On Sunday, the Chinese news agency Xinhua noted that Illinois lost $241 million and 5,400 jobs in 1998 as a result of piracy. Now that was strange. A few days earlier, a Microsoft attorney had given Crabb completely different results: financial losses of more than double the 1997 figure, but job losses of 200 less than the previous year. There have also been some shameful instances of Microsoft settling claims of alleged governmental piracy in Southeast Asia and South America in exchange for contracts for Microsoft software, as part of its National IT Plan initiative.

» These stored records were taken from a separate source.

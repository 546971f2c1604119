/// Launcher settings resolved from an explicit environment
use crate::config::types::{
    Result, ScopeError, DEFAULT_METRIC_DEST, DEFAULT_VERBOSITY, ENV_HOME, ENV_METRIC_DEST,
    ENV_TEST,
};
use crate::utils::env_hygiene::Environment;
use std::path::{Path, PathBuf};

/// Name of the history directory under the scope home
const HISTORY_DIR: &str = "history";

/// Where artifacts and sessions live, and how sessions are configured
#[derive(Debug, Clone, PartialEq, Eq)]
pub struct ScopeSettings {
    /// Scope home; artifacts are deployed here
    pub home: PathBuf,
    /// Root directory holding one subdirectory per session
    pub history_dir: PathBuf,
    /// Append a time nonce to session names
    pub test_mode: bool,
    /// Metric verbosity written into session configs
    pub verbosity: u8,
    /// Destination override injected into passthrough launches
    pub metric_dest: String,
}

impl ScopeSettings {
    /// Settings rooted at `home` with defaults for everything else
    pub fn with_home(home: impl AsRef<Path>) -> Result<Self> {
        let home = absolutize(home.as_ref())?;
        Ok(Self {
            history_dir: home.join(HISTORY_DIR),
            home,
            test_mode: false,
            verbosity: DEFAULT_VERBOSITY,
            metric_dest: DEFAULT_METRIC_DEST.to_string(),
        })
    }

    /// Resolve settings from `SCOPE_HOME`, `HOME`, `SCOPE_TEST` and `SCOPE_METRIC_DEST`
    pub fn from_environment(env: &Environment) -> Result<Self> {
        let home = match env.get_str(ENV_HOME) {
            Some(home) => PathBuf::from(home),
            None => env
                .get_str("HOME")
                .map(|h| Path::new(h).join(".scope"))
                .ok_or_else(|| {
                    ScopeError::Config(format!("neither {} nor HOME is set", ENV_HOME))
                })?,
        };

        let mut settings = Self::with_home(home)?;
        settings.test_mode = env.get_str(ENV_TEST).is_some();
        if let Some(dest) = env.get_str(ENV_METRIC_DEST) {
            settings.metric_dest = dest.to_string();
        }

        log::debug!(
            "Resolved scope home {} (test mode: {})",
            settings.home.display(),
            settings.test_mode
        );
        Ok(settings)
    }

    pub fn verbosity(mut self, verbosity: u8) -> Self {
        self.verbosity = verbosity;
        self
    }

    pub fn test_mode(mut self, enabled: bool) -> Self {
        self.test_mode = enabled;
        self
    }

    /// Directory the artifact set is deployed into
    pub fn deploy_dir(&self) -> &Path {
        &self.home
    }
}

fn absolutize(path: &Path) -> Result<PathBuf> {
    if path.is_absolute() {
        return Ok(path.to_path_buf());
    }
    let cwd = std::env::current_dir()
        .map_err(|e| ScopeError::Config(format!("Failed to get current directory: {}", e)))?;
    Ok(cwd.join(path))
}
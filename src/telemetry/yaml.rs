/// Deterministic YAML writer for configuration documents
///
/// libscope and the session snapshots compare config files byte for byte,
/// so the layout here is fixed: two-space indentation, block sequences
/// under a mapping key are not indented, empty strings are written `""`
/// and strings that cannot stand as plain scalars are single-quoted.
/// Mapping keys keep the order of the source value.
use crate::config::types::{Result, ScopeError};
use serde_json::{Map, Value};
use std::fmt::Write;

const INDENT: usize = 2;

/// Render a top-level mapping as YAML
pub fn to_string(value: &Value) -> Result<String> {
    let map = value.as_object().ok_or_else(|| {
        ScopeError::Config("configuration document must be a mapping".to_string())
    })?;
    let mut out = String::new();
    write_mapping(&mut out, map, 0);
    Ok(out)
}

fn write_mapping(out: &mut String, map: &Map<String, Value>, indent: usize) {
    for (key, value) in map {
        let pad = " ".repeat(indent);
        let key = scalar_string(key);
        match value {
            Value::Object(inner) if !inner.is_empty() => {
                let _ = writeln!(out, "{pad}{key}:");
                write_mapping(out, inner, indent + INDENT);
            }
            Value::Array(items) if !items.is_empty() => {
                let _ = writeln!(out, "{pad}{key}:");
                write_sequence(out, items, indent);
            }
            scalar => {
                let _ = writeln!(out, "{pad}{key}: {}", scalar_value(scalar));
            }
        }
    }
}

fn write_sequence(out: &mut String, items: &[Value], indent: usize) {
    let pad = " ".repeat(indent);
    for item in items {
        match item {
            Value::Object(inner) if !inner.is_empty() => {
                // Render the mapping one level in, then swap the leading
                // indentation of its first line for the "- " marker.
                let mut nested = String::new();
                write_mapping(&mut nested, inner, indent + INDENT);
                out.push_str(&pad);
                out.push_str("- ");
                out.push_str(&nested[indent + INDENT..]);
            }
            Value::Array(inner) if !inner.is_empty() => {
                let mut nested = String::new();
                write_sequence(&mut nested, inner, indent + INDENT);
                out.push_str(&pad);
                out.push_str("- ");
                out.push_str(&nested[indent + INDENT..]);
            }
            scalar => {
                let _ = writeln!(out, "{pad}- {}", scalar_value(scalar));
            }
        }
    }
}

fn scalar_value(value: &Value) -> String {
    match value {
        Value::Null => "null".to_string(),
        Value::Bool(b) => b.to_string(),
        Value::Number(n) => n.to_string(),
        Value::String(s) => scalar_string(s),
        Value::Array(_) => "[]".to_string(),
        Value::Object(_) => "{}".to_string(),
    }
}

fn scalar_string(s: &str) -> String {
    if s.is_empty() {
        return "\"\"".to_string();
    }
    if s.chars().any(|c| c.is_control()) {
        // Double quotes are the only YAML style that can escape these.
        return serde_json::to_string(s).unwrap_or_else(|_| format!("{:?}", s));
    }
    if needs_quotes(s) {
        return format!("'{}'", s.replace('\'', "''"));
    }
    s.to_string()
}

/// True when `s` written plain would not read back as the same string
fn needs_quotes(s: &str) -> bool {
    const INDICATORS: &[char] = &[
        '-', '?', ':', ',', '[', ']', '{', '}', '#', '&', '*', '!', '|', '>', '\'', '"', '%',
        '@', '`',
    ];
    const RESERVED: &[&str] = &[
        "~", "null", "true", "false", "yes", "no", "on", "off", "y", "n",
    ];

    let first = s.chars().next().unwrap_or(' ');
    INDICATORS.contains(&first)
        || s.starts_with(' ')
        || s.ends_with(' ')
        || s.ends_with(':')
        || s.contains(": ")
        || s.contains(" #")
        || RESERVED.iter().any(|r| s.eq_ignore_ascii_case(r))
        || looks_numeric(s)
}

fn looks_numeric(s: &str) -> bool {
    let body = s.strip_prefix(['+', '-']).unwrap_or(s);
    s.parse::<f64>().is_ok()
        || body.starts_with("0x")
        || body.starts_with("0o")
        || matches!(body.to_ascii_lowercase().as_str(), ".inf" | ".nan")
}

#[cfg(test)]
mod tests {
    use super::*;
    use serde_json::json;

    #[test]
    fn test_nested_mapping_layout() {
        let doc = json!({"a": {"b": 1, "c": {"d": true}}, "e": "x"});
        assert_eq!(to_string(&doc).unwrap(), "a:\n  b: 1\n  c:\n    d: true\ne: x\n");
    }

    #[test]
    fn test_sequence_of_mappings_is_not_indented() {
        let doc = json!({"root": {"watch": [{"type": "file", "value": ".*"}, {"type": "dns"}]}});
        assert_eq!(
            to_string(&doc).unwrap(),
            "root:\n  watch:\n  - type: file\n    value: .*\n  - type: dns\n"
        );
    }

    #[test]
    fn test_scalar_sequence() {
        let doc = json!({"list": [1, "two", false]});
        assert_eq!(to_string(&doc).unwrap(), "list:\n- 1\n- two\n- false\n");
    }

    #[test]
    fn test_key_order_is_preserved() {
        let doc = json!({"zeta": 1, "alpha": 2, "mid": 3});
        assert_eq!(to_string(&doc).unwrap(), "zeta: 1\nalpha: 2\nmid: 3\n");
    }

    #[test]
    fn test_string_quoting() {
        assert_eq!(scalar_string(""), "\"\"");
        assert_eq!(scalar_string(".*"), ".*");
        assert_eq!(scalar_string("(stdout|stderr)"), "(stdout|stderr)");
        assert_eq!(scalar_string("/tmp/x/metrics.json"), "/tmp/x/metrics.json");
        assert_eq!(
            scalar_string(r"[\s\/\\\.]log[s]?[\/\\\.]?"),
            r"'[\s\/\\\.]log[s]?[\/\\\.]?'"
        );
        assert_eq!(scalar_string("true"), "'true'");
        assert_eq!(scalar_string("10"), "'10'");
        assert_eq!(scalar_string("it's: here"), "'it''s: here'");
        assert_eq!(scalar_string("a\nb"), "\"a\\nb\"");
    }

    #[test]
    fn test_empty_collections() {
        let doc = json!({"m": {}, "s": []});
        assert_eq!(to_string(&doc).unwrap(), "m: {}\ns: []\n");
    }

    #[test]
    fn test_non_mapping_root_is_rejected() {
        assert!(to_string(&json!([1, 2])).is_err());
    }
}
/// Telemetry configuration consumed by libscope
///
/// Field order in these structs is the order of keys in the written file.
/// Do not reorder fields: libscope and stored session snapshots compare the
/// file byte for byte.
use crate::config::types::{Result, ScopeError};
use crate::session::Session;
use crate::telemetry::yaml;
use serde::{Deserialize, Serialize};
use std::path::{Path, PathBuf};

/// Regex selecting log files by path fragment
pub const LOG_FILE_PATTERN: &str = r"[\s\/\\\.]log[s]?[\/\\\.]?";
/// Regex selecting the console streams
pub const CONSOLE_PATTERN: &str = "(stdout|stderr)";
/// Match-anything regex
pub const ANY: &str = ".*";

/// Seconds between libscope summary reports
pub const SUMMARY_PERIOD_SECS: u32 = 10;

#[derive(Debug, Clone, Copy, PartialEq, Eq, Serialize, Deserialize)]
#[serde(rename_all = "lowercase")]
pub enum FormatType {
    Ndjson,
    Statsd,
}

#[derive(Debug, Clone, Copy, PartialEq, Eq, Serialize, Deserialize)]
#[serde(rename_all = "lowercase")]
pub enum TransportType {
    File,
    Udp,
    Tcp,
    Unix,
}

#[derive(Debug, Clone, Copy, PartialEq, Eq, Serialize, Deserialize)]
#[serde(rename_all = "lowercase")]
pub enum Buffering {
    Line,
    Full,
}

#[derive(Debug, Clone, Copy, PartialEq, Eq, Serialize, Deserialize)]
#[serde(rename_all = "lowercase")]
pub enum LogLevel {
    Trace,
    Debug,
    Info,
    Warning,
    Error,
    None,
}

/// Event source a watch rule applies to
#[derive(Debug, Clone, Copy, PartialEq, Eq, Serialize, Deserialize)]
#[serde(rename_all = "lowercase")]
pub enum WatchType {
    File,
    Console,
    Http,
    Net,
    Fs,
    Dns,
}

#[derive(Debug, Clone, PartialEq, Eq, Serialize, Deserialize)]
pub struct Tls {
    pub enable: bool,
    pub validateserver: bool,
    pub cacertpath: String,
}

impl Tls {
    pub fn disabled() -> Self {
        Self {
            enable: false,
            validateserver: false,
            cacertpath: String::new(),
        }
    }
}

#[derive(Debug, Clone, PartialEq, Eq, Serialize, Deserialize)]
pub struct Transport {
    #[serde(rename = "type")]
    pub kind: TransportType,
    pub path: PathBuf,
    pub buffering: Buffering,
    pub tls: Tls,
}

impl Transport {
    /// Line-buffered file transport without TLS
    pub fn file(path: impl Into<PathBuf>) -> Self {
        Self {
            kind: TransportType::File,
            path: path.into(),
            buffering: Buffering::Line,
            tls: Tls::disabled(),
        }
    }
}

#[derive(Debug, Clone, PartialEq, Eq, Serialize, Deserialize)]
pub struct MetricFormat {
    #[serde(rename = "type")]
    pub kind: FormatType,
    pub verbosity: u8,
}

#[derive(Debug, Clone, PartialEq, Eq, Serialize, Deserialize)]
pub struct MetricSection {
    pub enable: bool,
    pub format: MetricFormat,
    pub transport: Transport,
}

#[derive(Debug, Clone, PartialEq, Eq, Serialize, Deserialize)]
pub struct EventFormat {
    #[serde(rename = "type")]
    pub kind: FormatType,
}

/// Selects which events of one source are captured
#[derive(Debug, Clone, PartialEq, Eq, Serialize, Deserialize)]
pub struct WatchRule {
    #[serde(rename = "type")]
    pub kind: WatchType,
    pub name: String,
    #[serde(default, skip_serializing_if = "Option::is_none")]
    pub field: Option<String>,
    pub value: String,
}

impl WatchRule {
    fn named(kind: WatchType, name: &str) -> Self {
        Self {
            kind,
            name: name.to_string(),
            field: None,
            value: ANY.to_string(),
        }
    }

    fn with_field(kind: WatchType) -> Self {
        Self {
            kind,
            name: ANY.to_string(),
            field: Some(ANY.to_string()),
            value: ANY.to_string(),
        }
    }

    /// Log files, console, then http, net, fs and dns with any field
    pub fn defaults() -> Vec<Self> {
        vec![
            Self::named(WatchType::File, LOG_FILE_PATTERN),
            Self::named(WatchType::Console, CONSOLE_PATTERN),
            Self::with_field(WatchType::Http),
            Self::with_field(WatchType::Net),
            Self::with_field(WatchType::Fs),
            Self::with_field(WatchType::Dns),
        ]
    }
}

#[derive(Debug, Clone, PartialEq, Eq, Serialize, Deserialize)]
pub struct EventSection {
    pub enable: bool,
    pub format: EventFormat,
    pub transport: Transport,
    pub watch: Vec<WatchRule>,
}

#[derive(Debug, Clone, PartialEq, Eq, Serialize, Deserialize)]
pub struct LogSection {
    pub level: LogLevel,
    pub transport: Transport,
}

#[derive(Debug, Clone, PartialEq, Eq, Serialize, Deserialize)]
pub struct LibscopeSection {
    pub configevent: bool,
    pub summaryperiod: u32,
    pub commanddir: PathBuf,
    pub log: LogSection,
}

/// The whole `scope.yml` written into a session
#[derive(Debug, Clone, PartialEq, Eq, Serialize, Deserialize)]
pub struct ConfigDocument {
    pub metric: MetricSection,
    pub event: EventSection,
    pub libscope: LibscopeSection,
}

impl ConfigDocument {
    /// Document writing all telemetry into the session directory
    pub fn for_session(session: &Session, verbosity: u8) -> Self {
        Self {
            metric: MetricSection {
                enable: true,
                format: MetricFormat {
                    kind: FormatType::Ndjson,
                    verbosity,
                },
                transport: Transport::file(session.metrics_path()),
            },
            event: EventSection {
                enable: true,
                format: EventFormat {
                    kind: FormatType::Ndjson,
                },
                transport: Transport::file(session.events_path()),
                watch: WatchRule::defaults(),
            },
            libscope: LibscopeSection {
                configevent: false,
                summaryperiod: SUMMARY_PERIOD_SECS,
                commanddir: session.cmd_dir(),
                log: LogSection {
                    level: LogLevel::Warning,
                    transport: Transport::file(session.log_path()),
                },
            },
        }
    }

    pub fn to_yaml(&self) -> Result<String> {
        self.check_paths()?;
        let value = serde_json::to_value(self)?;
        yaml::to_string(&value)
    }

    /// Serialize and write to `path`
    pub fn write_to(&self, path: &Path) -> Result<()> {
        let yaml = self.to_yaml()?;
        std::fs::write(path, yaml).map_err(|e| ScopeError::session(path, e))?;
        log::debug!("Wrote telemetry config {}", path.display());
        Ok(())
    }

    fn check_paths(&self) -> Result<()> {
        let paths = [
            &self.metric.transport.path,
            &self.event.transport.path,
            &self.libscope.commanddir,
            &self.libscope.log.transport.path,
        ];
        match paths.iter().find(|p| !p.is_absolute()) {
            Some(relative) => Err(ScopeError::Config(format!(
                "config path {} is not absolute",
                relative.display()
            ))),
            None => Ok(()),
        }
    }
}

Dean Schmalensee, Microsoft's tame economist in the antitrust trial, testified that pirates are a major Windows competitor, along with the installed base. It seems probable that Microsoft will address the installed base problem in the future by introducing a subscription pricing plan for Windows 2000, but do little about piracy other than to raid counterfeiters and dodgy resellers.

Many users' privacy concerns are probably related to a desire to curb the detection of unlicensed software on PCs, but it is most unlikely that Microsoft would be heavy-footed with them. There is a case to be made that Microsoft's anti-piracy work is mostly a marketing exercise that gives Microsoft the possibility of posing as a champion of justice (more jobs, more tax revenue - both false), and does wonders for the Microsoft brand name (reinforcing the notion that software = Microsoft).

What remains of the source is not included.